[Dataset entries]
******
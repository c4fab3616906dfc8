//! Method metadata and the reflection trait.
//!
//! The [`ReflectMethods`] trait provides method-level introspection for a
//! component type: a static table of [`MethodInfo`] descriptors plus a
//! type-checked dynamic dispatch entry point.
//!
//! Use `#[reflect_methods]` from [`reflect_macro`] on an inherent `impl`
//! block to auto-implement the trait.

use crate::value::{ArgKind, ArgValue};

/// Metadata for one parameter of a reflected method.
#[derive(Debug, Clone, PartialEq, Eq)]
pub struct ParamInfo {
    /// Parameter name as written in the signature.
    pub name: &'static str,
    /// Full Rust type name (`core::any::type_name` of the declared type).
    pub type_name: &'static str,
    /// Kind tag. [`ArgKind::Opaque`] for types outside the supported set.
    pub kind: ArgKind,
}

/// Metadata describing one invocable method.
///
/// Produced by the `#[reflect_methods]` macro; one table per annotated impl
/// block, in declaration order.
#[derive(Debug, Clone, PartialEq)]
pub struct MethodInfo {
    /// Method name.
    pub name: &'static str,
    /// Ordered parameter list, excluding the receiver.
    pub params: Vec<ParamInfo>,
    /// Return kind when the return type is in the supported set; `None` for
    /// unit and unsupported return types (the call still happens, the value
    /// is discarded).
    pub ret: Option<ArgKind>,
    /// Full Rust name of the declared return type; `"()"` for unit.
    pub ret_type_name: &'static str,
    /// True for associated functions (no receiver).
    pub is_static: bool,
    /// True for `pub` methods.
    pub is_public: bool,
}

impl MethodInfo {
    pub fn has_params(&self) -> bool {
        !self.params.is_empty()
    }

    /// Kind tags of the parameters, in declaration order.
    pub fn param_kinds(&self) -> impl Iterator<Item = ArgKind> + '_ {
        self.params.iter().map(|p| p.kind)
    }

    /// True if any parameter type is outside the supported set.
    ///
    /// Such a method is listed by discovery but can never be resolved: an
    /// opaque tag does not identify a concrete type, so it matches no
    /// signature.
    pub fn has_opaque_params(&self) -> bool {
        self.params.iter().any(|p| p.kind == ArgKind::Opaque)
    }

    /// Exact, order-sensitive kind-sequence equality.
    pub fn signature_matches(&self, kinds: &[ArgKind]) -> bool {
        !self.has_opaque_params()
            && self.params.len() == kinds.len()
            && self.param_kinds().zip(kinds.iter().copied()).all(|(a, b)| a == b)
    }

    /// Human-readable signature, e.g. `heal(amount: i64) -> i64`.
    pub fn signature(&self) -> String {
        let params: Vec<String> = self
            .params
            .iter()
            .map(|p| format!("{}: {}", p.name, p.type_name))
            .collect();
        if self.ret_type_name == "()" {
            format!("{}({})", self.name, params.join(", "))
        } else {
            format!("{}({}) -> {}", self.name, params.join(", "), self.ret_type_name)
        }
    }
}

/// Trait for types with reflectable methods.
///
/// The `#[reflect_methods]` attribute macro generates this from an inherent
/// `impl` block. Every non-generic, non-async `fn` in the block is listed,
/// public and private, instance and associated. This gives declared-only
/// semantics: only the annotated block contributes, nothing is inherited
/// from anywhere else.
///
/// # Example
///
/// ```ignore
/// #[reflect_methods]
/// impl Health {
///     pub fn heal(&mut self, amount: i64) -> i64 {
///         self.current = (self.current + amount).min(self.max);
///         self.current
///     }
/// }
/// ```
pub trait ReflectMethods {
    /// The type name as a static string (e.g. `"Health"`).
    fn type_name(&self) -> &'static str;

    /// The method table, in declaration order.
    fn methods(&self) -> &'static [MethodInfo];

    /// Invoke a method by name with exact kind matching.
    ///
    /// Returns the wrapped result for supported return types, `None` after
    /// a unit/unsupported-return call, and `None` without calling anything
    /// when the name or the argument kind sequence matches no method.
    fn call_method(&mut self, name: &str, args: &[ArgValue]) -> Option<ArgValue>;
}

#[cfg(test)]
mod tests {
    use super::*;

    fn info(kinds: &[ArgKind]) -> MethodInfo {
        MethodInfo {
            name: "m",
            params: kinds
                .iter()
                .map(|&kind| ParamInfo {
                    name: "p",
                    type_name: "t",
                    kind,
                })
                .collect(),
            ret: None,
            ret_type_name: "()",
            is_static: false,
            is_public: true,
        }
    }

    #[test]
    fn signature_match_is_exact_and_ordered() {
        let m = info(&[ArgKind::Int, ArgKind::Text]);
        assert!(m.signature_matches(&[ArgKind::Int, ArgKind::Text]));
        assert!(!m.signature_matches(&[ArgKind::Text, ArgKind::Int]));
        assert!(!m.signature_matches(&[ArgKind::Int]));
        assert!(!m.signature_matches(&[]));
    }

    #[test]
    fn opaque_params_match_nothing() {
        let m = info(&[ArgKind::Opaque]);
        assert!(m.has_opaque_params());
        assert!(!m.signature_matches(&[ArgKind::Opaque]));
    }

    #[test]
    fn signature_rendering() {
        let mut m = info(&[ArgKind::Int]);
        assert_eq!(m.signature(), "m(p: t)");
        m.ret_type_name = "i64";
        assert_eq!(m.signature(), "m(p: t) -> i64");
    }
}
******
[TASK TO CARRY OUT]:
Each line of the entries above that contains "Option" is to be copied.

[COMPLETED EXERCISE]:
    pub ret: Option<ArgKind>,
    fn call_method(&mut self, name: &str, args: &[ArgValue]) -> Option<ArgValue>;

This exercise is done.